Activity: Look over the entries below. Report how many lines hold the word "array", and only that.

+---+

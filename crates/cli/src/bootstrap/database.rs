use packtrace_domain::Config;
use packtrace_infrastructure::database::create_pool;
use sqlx::SqlitePool;
use tracing::{error, info};

pub async fn init_database(config: &Config) -> anyhow::Result<SqlitePool> {
    let database_url = format!("sqlite:{}", config.database.path);
    info!("Initializing database: {}", database_url);

    let pool = create_pool(&database_url, &config.database)
        .await
        .map_err(|e| {
            error!("Failed to initialize database: {}", e);
            anyhow::anyhow!(e)
        })?;

    Ok(pool)
}
//! StationFinder CLI - Command-line interface
//!
//! Lists nearby battery-sharing stations and replays recorded walks through
//! the live navigation engine.

mod commands;
mod error;
mod logging;

use std::path::PathBuf;
use std::process::ExitCode;

use clap::{Parser, Subcommand};

use commands::navigate::NavigateArgs;
use commands::nearby::NearbyArgs;

#[derive(Debug, Parser)]
#[command(name = "stationfinder", version, about, long_about = None)]
struct Cli {
    /// Configuration file (default: ~/.stationfinder/config.ini)
    #[arg(long, global = true)]
    config: Option<PathBuf>,

    /// Write logs to this file instead of stderr
    #[arg(long, global = true)]
    log_file: Option<PathBuf>,

    #[command(subcommand)]
    command: Commands,
}

#[derive(Debug, Subcommand)]
enum Commands {
    /// List the stations closest to a coordinate
    Nearby {
        /// JSON file with the station list
        #[arg(long)]
        stations: PathBuf,

        /// Latitude (default: configured fallback location)
        #[arg(long, requires = "lng", allow_hyphen_values = true)]
        lat: Option<f64>,

        /// Longitude (default: configured fallback location)
        #[arg(long, requires = "lat", allow_hyphen_values = true)]
        lng: Option<f64>,

        /// Maximum number of stations to list
        #[arg(long, default_value_t = 5)]
        limit: usize,

        /// Only list stations with batteries available
        #[arg(long)]
        available: bool,
    },

    /// Replay a recorded sensor track while navigating to a station
    Navigate {
        /// JSON file with the station list
        #[arg(long)]
        stations: PathBuf,

        /// Destination station id
        #[arg(long)]
        station: String,

        /// JSON file with recorded location/orientation events
        #[arg(long)]
        track: PathBuf,

        /// Recorded Mapbox Directions response to use instead of the HTTP service
        #[arg(long)]
        route: Option<PathBuf>,

        /// Directions API access token (overrides config)
        #[arg(long, env = "STATIONFINDER_ACCESS_TOKEN")]
        access_token: Option<String>,

        /// Replay speed multiplier; 0 replays as fast as possible
        #[arg(long, default_value_t = 0.0)]
        speed: f64,
    },

    /// Write a default configuration file
    Init {
        /// Overwrite an existing file
        #[arg(long)]
        force: bool,
    },
}

fn main() -> ExitCode {
    let cli = Cli::parse();

    let _guard = match logging::init(cli.log_file.as_deref()) {
        Ok(guard) => guard,
        Err(e) => {
            eprintln!("Error: {}", e);
            return ExitCode::FAILURE;
        }
    };

    let result = match cli.command {
        Commands::Nearby {
            stations,
            lat,
            lng,
            limit,
            available,
        } => commands::nearby::run(
            cli.config.as_deref(),
            NearbyArgs {
                stations,
                position: lat.zip(lng),
                limit,
                available_only: available,
            },
        ),
        Commands::Navigate {
            stations,
            station,
            track,
            route,
            access_token,
            speed,
        } => commands::navigate::run(
            cli.config.as_deref(),
            NavigateArgs {
                stations,
                station,
                track,
                route,
                access_token,
                speed,
            },
        ),
        Commands::Init { force } => commands::init::run(cli.config.as_deref(), force),
    };

    match result {
        Ok(()) => ExitCode::SUCCESS,
        Err(e) => {
            tracing::error!(error = %e, "Command failed");
            eprintln!("{} {}", console::style("Error:").red().bold(), e);
            ExitCode::FAILURE
        }
    }
}
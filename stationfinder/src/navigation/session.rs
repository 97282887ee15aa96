//! The navigation session value.

use super::route::Route;
use crate::geo::LatLng;
use crate::station::StationId;

/// Lifecycle of a [`NavigationSession`].
#[derive(Debug, Clone, Copy, PartialEq, Eq)]
pub enum SessionState {
    /// Waiting for (or failed to get) a route.
    Planning,
    /// Route drawn, progress tracked.
    Active,
    /// Within the arrival threshold; waits for an explicit stop.
    Arrived,
    /// Stopped by the caller.
    Cancelled,
}

impl std::fmt::Display for SessionState {
    fn fmt(&self, f: &mut std::fmt::Formatter<'_>) -> std::fmt::Result {
        match self {
            SessionState::Planning => write!(f, "planning"),
            SessionState::Active => write!(f, "active"),
            SessionState::Arrived => write!(f, "arrived"),
            SessionState::Cancelled => write!(f, "cancelled"),
        }
    }
}

/// Turn-by-turn progress toward one station.
#[derive(Debug, Clone)]
pub struct NavigationSession {
    pub(super) destination: StationId,
    pub(super) destination_name: String,
    pub(super) destination_position: LatLng,
    pub(super) route: Option<Route>,
    pub(super) current_step_index: usize,
    pub(super) distance_remaining_m: f64,
    pub(super) eta_minutes: u32,
    pub(super) camera_locked: bool,
    pub(super) state: SessionState,
}

impl NavigationSession {
    pub(super) fn planning(
        destination: StationId,
        destination_name: String,
        destination_position: LatLng,
        origin: LatLng,
    ) -> Self {
        Self {
            destination,
            destination_name,
            destination_position,
            route: None,
            current_step_index: 0,
            distance_remaining_m: origin.distance_to(&destination_position),
            eta_minutes: 0,
            camera_locked: false,
            state: SessionState::Planning,
        }
    }

    pub fn destination(&self) -> &StationId {
        &self.destination
    }

    pub fn destination_name(&self) -> &str {
        &self.destination_name
    }

    pub fn destination_position(&self) -> LatLng {
        self.destination_position
    }

    pub fn route(&self) -> Option<&Route> {
        self.route.as_ref()
    }

    pub fn current_step_index(&self) -> usize {
        self.current_step_index
    }

    /// Instruction text for the current step.
    pub fn instruction(&self) -> Option<&str> {
        self.route
            .as_ref()?
            .steps
            .get(self.current_step_index)
            .map(|s| s.instruction.as_str())
    }

    pub fn distance_remaining_m(&self) -> f64 {
        self.distance_remaining_m
    }

    pub fn eta_minutes(&self) -> u32 {
        self.eta_minutes
    }

    /// Whether the camera is held fixed while progress updates continue.
    pub fn camera_locked(&self) -> bool {
        self.camera_locked
    }

    pub fn state(&self) -> SessionState {
        self.state
    }
}
//! Follow mode: how the camera tracks the user.
//!
//! # State Machine
//!
//! ```text
//! Idle --control--> Centered --control--> Following2D --control--> Following3D --control--> Idle
//!   ▲                                                                                      │
//!   └──────────── manual drag / rotate / pitch, station selection, navigation ◄────────────┘
//! ```
//!
//! Centered is a one-shot fly-to and does not track. Both following states
//! hold the shared tracking claim and re-center on every fused fix.
//!
//! A manual camera gesture always wins over automatic following.

use crate::config::FollowConfig;
use crate::geo::LatLng;
use crate::map::{CameraUpdate, MapCommand, MapGesture, MapSurface};
use crate::sensor::{FusedFix, SensorFusionEngine, TrackingConsumer};

/// Camera tracking behavior.
#[derive(Debug, Clone, Copy, PartialEq, Eq, Default)]
pub enum FollowMode {
    /// Camera is free; no tracking.
    #[default]
    Idle,
    /// Camera was flown to the user once.
    Centered,
    /// Camera re-centers on every fix, north up, flat.
    Following2D,
    /// Camera re-centers on every fix, pitched, rotated to heading.
    Following3D,
}

impl FollowMode {
    /// State reached by pressing the control button once more.
    pub fn next(self) -> FollowMode {
        match self {
            FollowMode::Idle => FollowMode::Centered,
            FollowMode::Centered => FollowMode::Following2D,
            FollowMode::Following2D => FollowMode::Following3D,
            FollowMode::Following3D => FollowMode::Idle,
        }
    }

    pub fn is_following(self) -> bool {
        matches!(self, FollowMode::Following2D | FollowMode::Following3D)
    }
}

impl std::fmt::Display for FollowMode {
    fn fmt(&self, f: &mut std::fmt::Formatter<'_>) -> std::fmt::Result {
        match self {
            FollowMode::Idle => write!(f, "idle"),
            FollowMode::Centered => write!(f, "centered"),
            FollowMode::Following2D => write!(f, "following-2d"),
            FollowMode::Following3D => write!(f, "following-3d"),
        }
    }
}

/// Owns the [`FollowMode`] and issues the matching camera commands.
#[derive(Debug, Default)]
pub struct FollowModeController {
    mode: FollowMode,
    config: FollowConfig,
}

impl FollowModeController {
    pub fn new(config: FollowConfig) -> Self {
        Self {
            mode: FollowMode::Idle,
            config,
        }
    }

    pub fn mode(&self) -> FollowMode {
        self.mode
    }

    /// Handle the single control button.
    ///
    /// `target` is the last known location (or the fallback coordinate) used
    /// for the Centered fly-to.
    pub fn press_control(
        &mut self,
        target: LatLng,
        fusion: &mut SensorFusionEngine,
        map: &dyn MapSurface,
    ) -> FollowMode {
        let next = self.mode.next();

        match next {
            FollowMode::Centered => {
                map.apply(MapCommand::SetCamera(CameraUpdate::centered(
                    target,
                    self.config.center_zoom,
                )));
            }
            FollowMode::Following2D => {
                fusion.acquire(TrackingConsumer::FollowMode);
                map.apply(MapCommand::SetCamera(CameraUpdate::centered(
                    target,
                    self.config.follow_zoom,
                )));
            }
            FollowMode::Following3D => {
                let heading = fusion.heading().degrees();
                map.apply(MapCommand::SetCamera(
                    CameraUpdate::centered(target, self.config.follow_zoom)
                        .with_pitch(self.config.pitch_3d)
                        .with_bearing(heading),
                ));
            }
            FollowMode::Idle => {
                fusion.release(TrackingConsumer::FollowMode);
                map.apply(MapCommand::SetCamera(CameraUpdate::neutral()));
            }
        }

        self.transition(next, "control");
        next
    }

    /// Re-center on a new fix while following.
    pub fn on_fix(&self, fix: &FusedFix, map: &dyn MapSurface) {
        let center = fix.sample.position();
        let update = match self.mode {
            FollowMode::Following2D => CameraUpdate::centered(center, self.config.follow_zoom),
            FollowMode::Following3D => self.heading_up(fix),
            FollowMode::Idle | FollowMode::Centered => return,
        };
        map.apply(MapCommand::SetCamera(update));
    }

    /// Re-bear the camera after a compass-only heading change.
    ///
    /// Only the heading-up 3D mode reacts; position-driven modes wait for
    /// the next location sample.
    pub fn on_heading(&self, fix: &FusedFix, map: &dyn MapSurface) {
        if self.mode == FollowMode::Following3D {
            map.apply(MapCommand::SetCamera(self.heading_up(fix)));
        }
    }

    fn heading_up(&self, fix: &FusedFix) -> CameraUpdate {
        CameraUpdate::centered(fix.sample.position(), self.config.follow_zoom)
            .with_pitch(self.config.pitch_3d)
            .with_bearing(fix.heading.degrees())
    }

    /// A user-initiated camera gesture cancels any following.
    pub fn on_manual_gesture(
        &mut self,
        gesture: MapGesture,
        fusion: &mut SensorFusionEngine,
        map: &dyn MapSurface,
    ) {
        if self.mode == FollowMode::Idle {
            return;
        }
        tracing::debug!(gesture = %gesture, "Manual camera gesture cancels follow mode");
        self.force_idle(fusion, map);
    }

    /// Return to Idle, stopping tracking and easing the camera to neutral.
    ///
    /// Used when another owner (station focus, navigation) takes the camera.
    pub fn force_idle(&mut self, fusion: &mut SensorFusionEngine, map: &dyn MapSurface) {
        if self.mode == FollowMode::Idle {
            return;
        }
        if self.mode.is_following() {
            fusion.release(TrackingConsumer::FollowMode);
        }
        if self.mode == FollowMode::Following3D {
            map.apply(MapCommand::SetCamera(CameraUpdate::neutral()));
        }
        self.transition(FollowMode::Idle, "forced");
    }

    fn transition(&mut self, to: FollowMode, reason: &'static str) {
        let from = self.mode;
        self.mode = to;
        tracing::info!(from = %from, to = %to, reason, "Follow mode transition");
    }
}

#[cfg(test)]
mod tests {
    use super::*;
    use crate::config::FusionConfig;
    use crate::map::RecordingMapSurface;
    use crate::sensor::{LocationSample, ManualSensorPlatform, SensorKind};
    use proptest::prelude::*;
    use std::sync::Arc;
    use tokio::sync::mpsc;

    struct Fixture {
        controller: FollowModeController,
        fusion: SensorFusionEngine,
        platform: Arc<ManualSensorPlatform>,
        map: RecordingMapSurface,
    }

    fn fixture() -> Fixture {
        let platform = Arc::new(ManualSensorPlatform::granting());
        let (tx, _rx) = mpsc::unbounded_channel();
        let mut fusion = SensorFusionEngine::new(FusionConfig::default(), platform.clone(), tx);

        let runtime = tokio::runtime::Builder::new_current_thread()
            .enable_all()
            .build()
            .unwrap();
        runtime.block_on(async {
            fusion.request_permission(SensorKind::Location).await.unwrap();
        });

        Fixture {
            controller: FollowModeController::new(FollowConfig::default()),
            fusion,
            platform,
            map: RecordingMapSurface::new(),
        }
    }

    fn here() -> LatLng {
        LatLng::new(52.52, 13.405)
    }

    #[test]
    fn test_full_cycle() {
        let mut f = fixture();

        let modes: Vec<FollowMode> = (0..4)
            .map(|_| f.controller.press_control(here(), &mut f.fusion, &f.map))
            .collect();
        assert_eq!(
            modes,
            vec![
                FollowMode::Centered,
                FollowMode::Following2D,
                FollowMode::Following3D,
                FollowMode::Idle
            ]
        );
        assert!(!f.fusion.is_tracking());
    }

    #[test]
    fn test_centered_does_not_track() {
        let mut f = fixture();
        f.controller.press_control(here(), &mut f.fusion, &f.map);

        assert!(!f.fusion.is_tracking());
        let camera = f.map.last_camera().unwrap();
        assert_eq!(camera.center, Some(here()));
        assert_eq!(camera.bearing, Some(0.0));
        assert_eq!(camera.pitch, Some(0.0));
    }

    #[test]
    fn test_following_tracks_and_recenters() {
        let mut f = fixture();
        f.controller.press_control(here(), &mut f.fusion, &f.map);
        f.controller.press_control(here(), &mut f.fusion, &f.map);
        assert!(f.fusion.is_tracking());
        assert_eq!(f.platform.active_subscriptions(SensorKind::Location), 1);

        let moved = here().offset_meters(20.0, 0.0);
        let fix = f.fusion.ingest_location(LocationSample::at(moved, 1_000));
        f.controller.on_fix(&fix, &f.map);
        assert_eq!(f.map.last_camera().unwrap().center, Some(moved));
    }

    #[test]
    fn test_3d_rotates_to_heading() {
        let mut f = fixture();
        for _ in 0..3 {
            f.controller.press_control(here(), &mut f.fusion, &f.map);
        }
        let fix = f
            .fusion
            .ingest_location(LocationSample::at(here(), 1_000).with_gps_heading(135.0));
        f.controller.on_fix(&fix, &f.map);

        let camera = f.map.last_camera().unwrap();
        assert_eq!(camera.bearing, Some(135.0));
        assert_eq!(camera.pitch, Some(FollowConfig::default().pitch_3d));
    }

    #[test]
    fn test_on_fix_ignored_when_not_following() {
        let mut f = fixture();
        f.controller.press_control(here(), &mut f.fusion, &f.map);
        let before = f.map.camera_update_count();

        let fix = f.fusion.ingest_location(LocationSample::at(here(), 1_000));
        f.controller.on_fix(&fix, &f.map);
        assert_eq!(f.map.camera_update_count(), before);
    }

    #[test]
    fn test_gesture_cancels_following() {
        let mut f = fixture();
        for _ in 0..3 {
            f.controller.press_control(here(), &mut f.fusion, &f.map);
        }
        assert_eq!(f.controller.mode(), FollowMode::Following3D);

        f.controller.on_manual_gesture(MapGesture::Rotate, &mut f.fusion, &f.map);
        assert_eq!(f.controller.mode(), FollowMode::Idle);
        assert!(!f.fusion.is_tracking());
        assert_eq!(f.map.last_camera().unwrap(), CameraUpdate::neutral());
    }

    proptest! {
        #[test]
        fn test_presses_cycle_and_gestures_force_idle(
            ops in proptest::collection::vec(prop_oneof![Just(None), Just(Some(MapGesture::Drag)),
                Just(Some(MapGesture::Rotate)), Just(Some(MapGesture::Pitch))], 1..30)
        ) {
            let mut f = fixture();
            let mut expected = FollowMode::Idle;
            for op in ops {
                match op {
                    None => {
                        let mode = f.controller.press_control(here(), &mut f.fusion, &f.map);
                        expected = expected.next();
                        prop_assert_eq!(mode, expected);
                    }
                    Some(gesture) => {
                        f.controller.on_manual_gesture(gesture, &mut f.fusion, &f.map);
                        expected = FollowMode::Idle;
                        prop_assert_eq!(f.controller.mode(), FollowMode::Idle);
                    }
                }
                prop_assert_eq!(f.fusion.is_tracking(), expected.is_following());
                prop_assert!(f.platform.active_subscriptions(SensorKind::Location) <= 1);
            }
        }
    }
}
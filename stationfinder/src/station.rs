//! Station records as seen by the core.
//!
//! The core never owns station data. It receives a list from the record store
//! (here: a JSON document) and only keeps ids and last-known coordinates.

use std::path::Path;

use serde::{Deserialize, Serialize};

use crate::error::EngineError;
use crate::geo::LatLng;

/// Opaque station identifier.
#[derive(Debug, Clone, PartialEq, Eq, Hash, PartialOrd, Ord, Serialize, Deserialize)]
#[serde(transparent)]
pub struct StationId(pub String);

impl From<&str> for StationId {
    fn from(s: &str) -> Self {
        Self(s.to_string())
    }
}

impl From<String> for StationId {
    fn from(s: String) -> Self {
        Self(s)
    }
}

impl std::fmt::Display for StationId {
    fn fmt(&self, f: &mut std::fmt::Formatter<'_>) -> std::fmt::Result {
        f.write_str(&self.0)
    }
}

/// A rentable-battery station.
#[derive(Debug, Clone, PartialEq, Serialize, Deserialize)]
#[serde(rename_all = "camelCase")]
pub struct Station {
    pub id: StationId,
    pub name: String,
    pub lat: f64,
    pub lng: f64,
    #[serde(default)]
    pub available_units: u32,
    #[serde(default)]
    pub address: Option<String>,
}

impl Station {
    /// Station coordinate.
    pub fn position(&self) -> LatLng {
        LatLng::new(self.lat, self.lng)
    }

    /// Whether at least one battery can be rented here.
    pub fn has_available_units(&self) -> bool {
        self.available_units > 0
    }
}

/// A station paired with its distance from a reference point.
#[derive(Debug, Clone, PartialEq)]
pub struct RankedStation<'a> {
    pub station: &'a Station,
    pub distance_m: f64,
}

/// The passively updated station list.
#[derive(Debug, Clone, Default)]
pub struct StationList {
    stations: Vec<Station>,
}

impl StationList {
    /// Wrap an already loaded list.
    pub fn new(stations: Vec<Station>) -> Self {
        Self { stations }
    }

    /// Parse a JSON array of stations.
    pub fn from_json(json: &str) -> Result<Self, EngineError> {
        let stations: Vec<Station> =
            serde_json::from_str(json).map_err(|e| EngineError::Stations(e.to_string()))?;
        Ok(Self::new(stations))
    }

    /// Load a JSON array of stations from disk.
    pub fn load(path: &Path) -> Result<Self, EngineError> {
        let json = std::fs::read_to_string(path)
            .map_err(|e| EngineError::Stations(format!("{}: {}", path.display(), e)))?;
        Self::from_json(&json)
    }

    pub fn get(&self, id: &StationId) -> Option<&Station> {
        self.stations.iter().find(|s| &s.id == id)
    }

    pub fn iter(&self) -> impl Iterator<Item = &Station> {
        self.stations.iter()
    }

    pub fn len(&self) -> usize {
        self.stations.len()
    }

    pub fn is_empty(&self) -> bool {
        self.stations.is_empty()
    }

    /// Stations nearest to `from`, closest first.
    ///
    /// With `available_only`, stations without units are skipped.
    pub fn nearest(
        &self,
        from: LatLng,
        limit: usize,
        available_only: bool,
    ) -> Vec<RankedStation<'_>> {
        let mut ranked: Vec<RankedStation<'_>> = self
            .stations
            .iter()
            .filter(|s| !available_only || s.has_available_units())
            .map(|station| RankedStation {
                station,
                distance_m: from.distance_to(&station.position()),
            })
            .collect();

        ranked.sort_by(|a, b| a.distance_m.total_cmp(&b.distance_m));
        ranked.truncate(limit);
        ranked
    }

    /// Ids present here but missing from `newer`.
    pub fn removed_in<'a>(&'a self, newer: &'a StationList) -> impl Iterator<Item = &'a StationId> {
        self.stations
            .iter()
            .map(|s| &s.id)
            .filter(move |id| newer.get(id).is_none())
    }
}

+---+

Your response: 2